The rest of this beautiful film is the opposite of banal, and, in fact, the sheer ordinary-ness of the opening sequence serves to underline the universal truths "Wander Darkly" explores. After the flash of blinding light fills their windscreen, Adrienne wakes up in the hospital. Or, rather, she wakes up, and finds herself standing by her own bedside, looking down at her battered and bloodied body. Fragments of language come to her, as if in a dream. She hears herself pronounced dead. She sees her parents wailing in the waiting room when they get the news. Adrienne chases her own gurney down darkened hallways. There's been a horrible mistake. She just had a baby. She can't be dead. She looks on, in horror, when she sees her mother (the always-excellent Beth Grant) taking care of the child she had with Matteo. What happened to Matteo? Why isn't Matteo caring for the child? Did Matteo abandon ship? Matteo eventually appears in whatever alternate-reality state she is in, and urges her to calm down, to remind herself of their story together as a couple.
The set-up of "Wander Darkly" may call to mind "Ghost," at points, although some of its more unnerving effects are reminiscent of "The Sixth Sense." But "Eternal Sunshine of the Spotless Mind" is a potent connection, particularly in the presentation of memory as a fluctuating and living entity: memory is not "back there," memory is "now." But memories are also unreliable, and Adrienne remember things differently. Matteo and Adrienne wander in and out of their memories, and they re-enact the memories, while simultaneously discussing them. It's such a poignant approach. It mirrors how the brain works, and how memories operate: time collapses, there's no object permanence, memories overtake the senses, locations collapse. Adrienne moves from one memory into the next, quite literally, walking through a doorway in her home and finding herself in another location altogether. Different worlds and times encroach on the current moment: at one point, Adrienne stands in Matteo's woodworking garage, thinking back to their trip to visit his family in Mexico. She looks down at the cement floor, and sees ocean waves lapping against her feet. This is all done with practical effects, and barely any CGI-flashery. Similar to "Eternal Sunshine," this gives the often-unreal story a sense of tactile reality.
"Wander Darkly" is not some misty-eyed golden-hued stroll down memory lane. The title of the film is eloquent. Darkness threatens every moment. Adrienne has the distinct impression of being stalked, hunted, by a dark hooded figure, presumably Death itself. There are sequences when everyday reality seems to have been re-asserted, and Matteo and Adrienne are both back on the same plane of existence. But spooky glimpses of another world, of banal objects acting strangely—the digital clock in the car—threaten to derail Adrienne's complacency that the nightmare is behind her.
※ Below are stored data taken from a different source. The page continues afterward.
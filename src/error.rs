//! 错误类型模块
//!
//! - `ConfigError`：启动阶段的配置错误，属于致命错误，进程以状态码 1 退出。
//! - `StorageError`：每次对象存储调用的错误，由部署流程记录后继续执行。

use aws_sdk_s3::error::{DisplayErrorContext, ProvideErrorMetadata, SdkError};
use std::path::PathBuf;
use thiserror::Error;

/// 表示存储桶已经存在的服务端错误码
const BUCKET_EXISTS_CODES: &[&str] = &["BucketAlreadyExists", "BucketAlreadyOwnedByYou"];

/// 配置加载错误
#[derive(Debug, Error)]
pub enum ConfigError {
    /// 未设置密钥环境变量（或为空）
    #[error("请设置 {id_var} 和 {key_var} 环境变量")]
    MissingCredentials {
        id_var: &'static str,
        key_var: &'static str,
    },

    /// 环境变量的值无法解析
    #[error("环境变量 {name} 的值无效: {value:?}")]
    InvalidValue { name: &'static str, value: String },
}

/// 对象存储调用错误
#[derive(Debug, Error)]
pub enum StorageError {
    /// 服务端返回了结构化的错误码
    #[error("{code}: {message}")]
    Service { code: String, message: String },

    /// 请求未能得到结构化响应（构造、网络、超时等）
    #[error("{0}")]
    Request(String),

    /// 读取本地文件失败
    #[error("读取本地文件 {} 失败: {source}", .path.display())]
    Io {
        path: PathBuf,
        #[source]
        source: std::io::Error,
    },
}

impl StorageError {
    /// 返回服务端错误码（如果有）
    pub fn code(&self) -> Option<&str> {
        match self {
            StorageError::Service { code, .. } => Some(code),
            _ => None,
        }
    }

    /// 判断错误是否表示存储桶已存在。
    ///
    /// 优先检查结构化错误码；没有错误码时退回到对错误文本的子串匹配。
    pub fn is_bucket_already_exists(&self) -> bool {
        match self.code() {
            Some(code) => BUCKET_EXISTS_CODES.contains(&code),
            None => {
                let text = self.to_string();
                BUCKET_EXISTS_CODES.iter().any(|code| text.contains(code))
            }
        }
    }
}

impl<E, R> From<SdkError<E, R>> for StorageError
where
    E: ProvideErrorMetadata + std::error::Error + Send + Sync + 'static,
    R: std::fmt::Debug,
{
    fn from(err: SdkError<E, R>) -> Self {
        if let Some(service) = err.as_service_error() {
            if let Some(code) = service.code() {
                return StorageError::Service {
                    code: code.to_string(),
                    message: service.message().unwrap_or_default().to_string(),
                };
            }
        }
        StorageError::Request(DisplayErrorContext(&err).to_string())
    }
}
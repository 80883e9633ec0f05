//! 对象存储操作模块
//!
//! 部署流程只通过 `ObjectStore` 与存储服务交互，`S3ObjectStore` 是基于
//! `aws_sdk_s3` 的实现。

use crate::config::UploadOptions;
use crate::error::StorageError;
use crate::s3::multipart;
use crate::utils::path::guess_content_type;
use async_trait::async_trait;
use aws_sdk_s3::Client;
use aws_sdk_s3::primitives::ByteStream;
use aws_sdk_s3::types::{BucketCannedAcl, ErrorDocument, IndexDocument, WebsiteConfiguration};
use std::path::Path;
use tracing::debug;

/// 默认的索引文件名
pub const INDEX_FILE: &str = "index.html";

/// 静态网站托管配置
#[derive(Debug, Clone, PartialEq, Eq)]
pub struct WebsiteConfig {
    /// 目录请求使用的索引文档后缀
    pub index_document: String,
    /// 找不到对象时返回的错误文档
    pub error_document: String,
}

impl WebsiteConfig {
    /// 单页应用配置：索引文档和错误文档都是 `index.html`，
    /// 所有路由都回退到应用入口。
    pub fn single_page_app() -> Self {
        Self {
            index_document: INDEX_FILE.to_string(),
            error_document: INDEX_FILE.to_string(),
        }
    }
}

/// 部署所需的对象存储操作
#[cfg_attr(test, mockall::automock)]
#[async_trait]
pub trait ObjectStore: Send + Sync {
    /// 创建公共读的存储桶
    async fn create_bucket(&self, bucket: &str) -> Result<(), StorageError>;

    /// 设置存储桶的静态网站托管配置
    async fn put_bucket_website(
        &self,
        bucket: &str,
        website: &WebsiteConfig,
    ) -> Result<(), StorageError>;

    /// 上传本地文件到指定键，已存在的对象会被覆盖
    async fn upload_file(
        &self,
        bucket: &str,
        key: &str,
        path: &Path,
        options: &UploadOptions,
    ) -> Result<(), StorageError>;
}

/// 基于 S3 兼容接口的对象存储
#[derive(Debug, Clone)]
pub struct S3ObjectStore {
    client: Client,
}

impl S3ObjectStore {
    pub fn new(client: Client) -> Self {
        Self { client }
    }
}

#[async_trait]
impl ObjectStore for S3ObjectStore {
    async fn create_bucket(&self, bucket: &str) -> Result<(), StorageError> {
        self.client
            .create_bucket()
            .bucket(bucket)
            .acl(BucketCannedAcl::PublicRead)
            .send()
            .await?;
        Ok(())
    }

    async fn put_bucket_website(
        &self,
        bucket: &str,
        website: &WebsiteConfig,
    ) -> Result<(), StorageError> {
        let index_document = IndexDocument::builder()
            .suffix(&website.index_document)
            .build()
            .map_err(|e| StorageError::Request(e.to_string()))?;
        let error_document = ErrorDocument::builder()
            .key(&website.error_document)
            .build()
            .map_err(|e| StorageError::Request(e.to_string()))?;

        let configuration = WebsiteConfiguration::builder()
            .index_document(index_document)
            .error_document(error_document)
            .build();

        self.client
            .put_bucket_website()
            .bucket(bucket)
            .website_configuration(configuration)
            .send()
            .await?;
        Ok(())
    }

    async fn upload_file(
        &self,
        bucket: &str,
        key: &str,
        path: &Path,
        options: &UploadOptions,
    ) -> Result<(), StorageError> {
        let size = tokio::fs::metadata(path)
            .await
            .map_err(|source| StorageError::Io {
                path: path.to_path_buf(),
                source,
            })?
            .len();
        let content_type = guess_content_type(key);

        if size > options.part_size {
            return multipart::upload_multipart(
                &self.client,
                bucket,
                key,
                path,
                size,
                &content_type,
                options,
            )
            .await;
        }

        debug!(key, size, content_type = %content_type, "简单上传");
        let body = ByteStream::from_path(path)
            .await
            .map_err(|e| StorageError::Io {
                path: path.to_path_buf(),
                source: std::io::Error::other(e),
            })?;

        self.client
            .put_object()
            .bucket(bucket)
            .key(key)
            .content_type(content_type)
            .body(body)
            .send()
            .await?;
        Ok(())
    }
}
An interesting thing happens as "Wander Darkly" progresses, and this speaks well to Miele's script, as well as Miller's and Luna's impassioned realistic performances. The opening scene showed a frazzled couple bickering about boring things. As the two re-inhabit their memories, basically re-building their shared past, both characters slowly take on three-dimensionality, shading in a piece here, a fragment there. By the end, you understand what holds the couple together. You feel the love they have for one another. You feel what they have been through. The first scene, then, is not just a prosaic set-up for all that follows, but a presentation of how tragic it would be to be ripped from this life in the middle of a banal argument! How much would you want to take that back!
This is the human condition and none of us can escape it. This has never been captured better than in Emily's monologue at the end of Thornton Wilder's Our Town. Emily, who died in childbirth, is allowed to re-live just one day of her life, but quickly begs to return to her grave because "It goes so fast. We don’t have time to look at one another." When Emily says good-bye to life, it strikes me that the things she mentions are not huge and glorious things, or abstract concepts, but the mundane things, everyday objects, the banal:
Wait! One more look. Good-bye, Good-bye world. Good-bye, Grover’s Corners ... Good-bye to clocks ticking ... and Mama’s sunflowers. And food and coffee. And new ironed dresses and hot baths ... and sleeping and waking up. Oh, earth, you are too wonderful for anybody to realize you. Do any human beings ever realize life while they live it—every, every minute?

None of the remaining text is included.